• [About this exercise]:
Going line by line through the material below, tally those that contain the word "Serializes" and give the count by itself.

• [Information provided]:
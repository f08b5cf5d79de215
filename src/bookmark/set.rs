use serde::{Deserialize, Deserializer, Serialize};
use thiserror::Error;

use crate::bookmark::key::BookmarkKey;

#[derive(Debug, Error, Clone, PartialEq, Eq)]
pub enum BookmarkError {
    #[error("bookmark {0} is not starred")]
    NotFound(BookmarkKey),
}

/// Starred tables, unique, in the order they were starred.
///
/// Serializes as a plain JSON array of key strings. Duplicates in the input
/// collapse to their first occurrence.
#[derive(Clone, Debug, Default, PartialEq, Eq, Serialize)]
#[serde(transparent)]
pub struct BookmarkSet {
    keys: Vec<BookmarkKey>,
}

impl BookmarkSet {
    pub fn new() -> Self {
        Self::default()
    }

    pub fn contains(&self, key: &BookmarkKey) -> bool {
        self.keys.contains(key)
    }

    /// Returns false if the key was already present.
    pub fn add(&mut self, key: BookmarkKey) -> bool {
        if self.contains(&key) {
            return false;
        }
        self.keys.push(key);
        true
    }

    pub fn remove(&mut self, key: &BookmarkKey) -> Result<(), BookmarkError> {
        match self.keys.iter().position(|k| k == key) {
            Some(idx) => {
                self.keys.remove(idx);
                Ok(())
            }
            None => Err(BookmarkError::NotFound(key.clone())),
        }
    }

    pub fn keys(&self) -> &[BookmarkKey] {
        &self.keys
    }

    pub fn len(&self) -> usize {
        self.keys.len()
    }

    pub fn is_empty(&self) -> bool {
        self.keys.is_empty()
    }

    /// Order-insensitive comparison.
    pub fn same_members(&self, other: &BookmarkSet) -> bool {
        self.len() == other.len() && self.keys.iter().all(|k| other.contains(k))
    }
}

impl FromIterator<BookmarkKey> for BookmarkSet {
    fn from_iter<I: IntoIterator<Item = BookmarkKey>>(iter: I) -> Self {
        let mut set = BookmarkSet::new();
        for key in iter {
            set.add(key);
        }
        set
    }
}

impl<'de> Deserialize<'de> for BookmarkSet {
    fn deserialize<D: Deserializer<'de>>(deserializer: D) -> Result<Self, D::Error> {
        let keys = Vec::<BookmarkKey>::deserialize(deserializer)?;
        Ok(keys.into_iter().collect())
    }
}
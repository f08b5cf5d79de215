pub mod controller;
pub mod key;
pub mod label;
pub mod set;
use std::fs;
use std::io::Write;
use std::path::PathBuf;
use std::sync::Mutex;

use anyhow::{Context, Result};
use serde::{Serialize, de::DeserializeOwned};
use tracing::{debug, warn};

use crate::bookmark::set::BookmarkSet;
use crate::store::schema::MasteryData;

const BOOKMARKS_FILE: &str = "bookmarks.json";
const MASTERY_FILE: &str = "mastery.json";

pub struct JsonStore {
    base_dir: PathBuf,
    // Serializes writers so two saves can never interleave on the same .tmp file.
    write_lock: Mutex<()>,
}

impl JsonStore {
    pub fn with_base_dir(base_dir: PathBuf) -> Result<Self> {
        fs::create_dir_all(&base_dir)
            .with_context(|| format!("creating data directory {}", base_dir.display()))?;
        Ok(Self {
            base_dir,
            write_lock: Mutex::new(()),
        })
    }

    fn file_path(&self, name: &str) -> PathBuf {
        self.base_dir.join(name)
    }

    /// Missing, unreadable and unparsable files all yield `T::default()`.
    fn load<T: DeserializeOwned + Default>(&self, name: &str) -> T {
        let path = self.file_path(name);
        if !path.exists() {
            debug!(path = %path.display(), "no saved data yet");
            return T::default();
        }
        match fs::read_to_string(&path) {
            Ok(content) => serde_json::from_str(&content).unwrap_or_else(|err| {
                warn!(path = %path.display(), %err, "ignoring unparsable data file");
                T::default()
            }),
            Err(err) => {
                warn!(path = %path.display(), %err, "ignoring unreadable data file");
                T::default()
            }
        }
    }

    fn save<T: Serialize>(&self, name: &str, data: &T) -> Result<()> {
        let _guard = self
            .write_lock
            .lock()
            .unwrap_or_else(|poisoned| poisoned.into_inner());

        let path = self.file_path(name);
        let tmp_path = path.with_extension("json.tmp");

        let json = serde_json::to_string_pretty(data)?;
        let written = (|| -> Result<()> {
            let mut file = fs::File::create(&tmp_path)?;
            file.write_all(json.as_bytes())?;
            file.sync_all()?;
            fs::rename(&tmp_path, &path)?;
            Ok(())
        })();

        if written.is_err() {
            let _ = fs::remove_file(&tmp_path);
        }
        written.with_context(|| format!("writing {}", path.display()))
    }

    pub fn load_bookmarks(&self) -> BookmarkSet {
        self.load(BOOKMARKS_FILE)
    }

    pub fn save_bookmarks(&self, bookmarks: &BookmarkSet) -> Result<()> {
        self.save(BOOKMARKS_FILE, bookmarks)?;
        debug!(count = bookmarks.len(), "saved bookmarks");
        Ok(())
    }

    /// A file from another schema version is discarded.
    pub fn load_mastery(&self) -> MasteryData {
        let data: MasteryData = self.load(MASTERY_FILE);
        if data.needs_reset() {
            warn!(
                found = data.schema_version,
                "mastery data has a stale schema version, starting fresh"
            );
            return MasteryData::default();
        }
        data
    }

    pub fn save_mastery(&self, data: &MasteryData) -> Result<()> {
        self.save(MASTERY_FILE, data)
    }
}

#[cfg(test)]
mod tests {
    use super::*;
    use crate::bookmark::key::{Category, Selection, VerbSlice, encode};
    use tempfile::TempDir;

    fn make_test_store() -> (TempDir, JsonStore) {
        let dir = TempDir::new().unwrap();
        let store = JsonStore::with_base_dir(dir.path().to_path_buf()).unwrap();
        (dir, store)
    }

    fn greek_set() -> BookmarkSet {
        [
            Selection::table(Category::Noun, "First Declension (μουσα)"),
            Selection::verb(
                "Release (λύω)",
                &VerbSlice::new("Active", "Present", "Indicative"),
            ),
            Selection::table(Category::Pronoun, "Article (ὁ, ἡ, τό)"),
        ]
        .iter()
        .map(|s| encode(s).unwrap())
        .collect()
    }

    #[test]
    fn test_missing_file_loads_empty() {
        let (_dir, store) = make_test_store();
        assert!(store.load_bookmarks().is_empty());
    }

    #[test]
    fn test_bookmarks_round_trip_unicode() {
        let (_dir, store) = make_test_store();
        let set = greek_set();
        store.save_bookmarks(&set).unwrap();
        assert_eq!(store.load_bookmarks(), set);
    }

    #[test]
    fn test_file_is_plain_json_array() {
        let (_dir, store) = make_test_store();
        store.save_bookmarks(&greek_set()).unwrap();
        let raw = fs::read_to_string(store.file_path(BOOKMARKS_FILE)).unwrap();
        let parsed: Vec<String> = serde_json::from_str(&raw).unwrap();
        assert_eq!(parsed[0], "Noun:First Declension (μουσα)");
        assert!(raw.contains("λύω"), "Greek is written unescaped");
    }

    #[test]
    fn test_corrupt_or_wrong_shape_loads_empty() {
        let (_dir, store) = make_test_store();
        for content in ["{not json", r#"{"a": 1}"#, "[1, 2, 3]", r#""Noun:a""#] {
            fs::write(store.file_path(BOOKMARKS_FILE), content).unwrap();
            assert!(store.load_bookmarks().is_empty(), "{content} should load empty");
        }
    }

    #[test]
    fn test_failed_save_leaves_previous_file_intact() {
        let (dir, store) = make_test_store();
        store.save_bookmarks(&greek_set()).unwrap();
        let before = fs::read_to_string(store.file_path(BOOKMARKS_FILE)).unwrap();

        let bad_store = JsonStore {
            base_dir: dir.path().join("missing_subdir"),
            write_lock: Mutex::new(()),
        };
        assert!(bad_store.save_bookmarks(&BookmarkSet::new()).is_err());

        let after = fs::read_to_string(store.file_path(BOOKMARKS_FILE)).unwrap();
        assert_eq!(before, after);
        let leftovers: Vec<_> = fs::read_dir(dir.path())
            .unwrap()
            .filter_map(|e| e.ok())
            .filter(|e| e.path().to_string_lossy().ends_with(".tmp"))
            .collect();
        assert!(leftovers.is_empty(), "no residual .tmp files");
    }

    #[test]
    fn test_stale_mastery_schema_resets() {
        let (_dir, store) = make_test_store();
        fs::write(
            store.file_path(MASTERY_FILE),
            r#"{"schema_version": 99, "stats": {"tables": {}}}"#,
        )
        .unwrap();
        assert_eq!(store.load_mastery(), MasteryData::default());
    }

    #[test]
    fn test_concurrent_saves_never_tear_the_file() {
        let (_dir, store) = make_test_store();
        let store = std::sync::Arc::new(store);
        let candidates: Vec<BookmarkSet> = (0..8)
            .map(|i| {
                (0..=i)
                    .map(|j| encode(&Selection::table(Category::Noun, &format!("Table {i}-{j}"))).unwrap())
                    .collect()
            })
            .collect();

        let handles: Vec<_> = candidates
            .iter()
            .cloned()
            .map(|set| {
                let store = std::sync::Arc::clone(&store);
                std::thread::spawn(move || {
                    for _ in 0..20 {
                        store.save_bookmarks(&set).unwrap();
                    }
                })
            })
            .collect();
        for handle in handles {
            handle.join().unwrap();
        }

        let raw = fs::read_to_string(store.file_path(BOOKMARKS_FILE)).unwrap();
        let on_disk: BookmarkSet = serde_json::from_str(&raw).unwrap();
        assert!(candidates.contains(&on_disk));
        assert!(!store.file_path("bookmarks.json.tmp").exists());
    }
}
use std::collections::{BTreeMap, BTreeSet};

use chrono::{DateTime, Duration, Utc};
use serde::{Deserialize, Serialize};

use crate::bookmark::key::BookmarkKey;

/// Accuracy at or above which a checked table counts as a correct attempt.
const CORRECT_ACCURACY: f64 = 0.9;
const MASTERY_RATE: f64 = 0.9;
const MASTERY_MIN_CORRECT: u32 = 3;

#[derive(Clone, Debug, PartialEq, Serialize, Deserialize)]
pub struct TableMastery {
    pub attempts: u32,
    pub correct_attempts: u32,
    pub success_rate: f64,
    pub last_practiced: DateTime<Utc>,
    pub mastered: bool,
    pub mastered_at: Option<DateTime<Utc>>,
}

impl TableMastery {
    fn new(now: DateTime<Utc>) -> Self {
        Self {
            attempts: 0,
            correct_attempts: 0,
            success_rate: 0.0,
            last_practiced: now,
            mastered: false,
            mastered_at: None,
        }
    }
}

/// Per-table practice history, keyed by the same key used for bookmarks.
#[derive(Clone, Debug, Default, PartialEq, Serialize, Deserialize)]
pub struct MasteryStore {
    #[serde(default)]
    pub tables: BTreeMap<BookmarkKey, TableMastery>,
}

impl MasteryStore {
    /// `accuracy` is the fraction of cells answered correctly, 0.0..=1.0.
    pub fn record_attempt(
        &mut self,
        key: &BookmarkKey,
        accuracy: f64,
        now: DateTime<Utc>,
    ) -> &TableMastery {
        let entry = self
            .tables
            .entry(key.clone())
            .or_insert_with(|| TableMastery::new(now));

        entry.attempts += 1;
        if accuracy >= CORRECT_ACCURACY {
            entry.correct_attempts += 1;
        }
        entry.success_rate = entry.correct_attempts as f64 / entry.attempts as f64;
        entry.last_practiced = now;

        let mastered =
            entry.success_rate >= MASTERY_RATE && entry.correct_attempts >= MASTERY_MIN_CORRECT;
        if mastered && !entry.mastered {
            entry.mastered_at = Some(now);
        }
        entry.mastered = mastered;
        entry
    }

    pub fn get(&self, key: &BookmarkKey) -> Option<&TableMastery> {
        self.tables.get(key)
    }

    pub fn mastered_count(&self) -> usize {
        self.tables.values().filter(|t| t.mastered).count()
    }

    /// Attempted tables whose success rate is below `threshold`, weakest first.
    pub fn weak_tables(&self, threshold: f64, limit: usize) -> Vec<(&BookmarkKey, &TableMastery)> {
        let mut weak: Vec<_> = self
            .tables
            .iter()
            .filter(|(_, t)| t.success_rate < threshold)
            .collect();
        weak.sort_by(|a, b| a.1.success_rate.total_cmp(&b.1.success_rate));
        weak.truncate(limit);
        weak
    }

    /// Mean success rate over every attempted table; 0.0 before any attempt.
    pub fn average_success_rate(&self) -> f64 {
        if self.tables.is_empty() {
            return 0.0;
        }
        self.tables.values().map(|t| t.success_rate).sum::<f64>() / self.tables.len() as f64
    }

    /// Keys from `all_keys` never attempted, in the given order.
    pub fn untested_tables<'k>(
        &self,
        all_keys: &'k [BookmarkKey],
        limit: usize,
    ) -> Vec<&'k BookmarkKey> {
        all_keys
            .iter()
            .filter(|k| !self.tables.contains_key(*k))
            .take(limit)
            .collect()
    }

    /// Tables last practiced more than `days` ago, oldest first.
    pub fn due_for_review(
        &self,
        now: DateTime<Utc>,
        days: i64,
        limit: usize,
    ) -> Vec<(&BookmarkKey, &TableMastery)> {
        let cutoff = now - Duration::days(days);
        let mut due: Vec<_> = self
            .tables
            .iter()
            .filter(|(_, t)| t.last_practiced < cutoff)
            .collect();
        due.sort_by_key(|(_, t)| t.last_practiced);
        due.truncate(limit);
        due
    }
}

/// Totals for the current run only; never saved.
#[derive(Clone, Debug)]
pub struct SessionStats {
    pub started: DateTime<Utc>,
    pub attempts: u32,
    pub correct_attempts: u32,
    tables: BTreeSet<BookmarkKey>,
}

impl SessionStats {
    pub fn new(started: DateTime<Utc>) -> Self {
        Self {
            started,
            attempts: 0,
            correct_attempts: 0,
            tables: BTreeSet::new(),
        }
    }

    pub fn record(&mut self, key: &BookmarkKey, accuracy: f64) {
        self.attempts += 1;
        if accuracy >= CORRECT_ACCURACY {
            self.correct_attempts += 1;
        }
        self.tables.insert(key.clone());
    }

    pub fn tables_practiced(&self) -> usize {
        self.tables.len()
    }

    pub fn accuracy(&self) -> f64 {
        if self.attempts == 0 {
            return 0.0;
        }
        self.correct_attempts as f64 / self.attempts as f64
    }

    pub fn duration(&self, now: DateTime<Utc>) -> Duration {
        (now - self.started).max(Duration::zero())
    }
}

• [Result of the exercise]:
2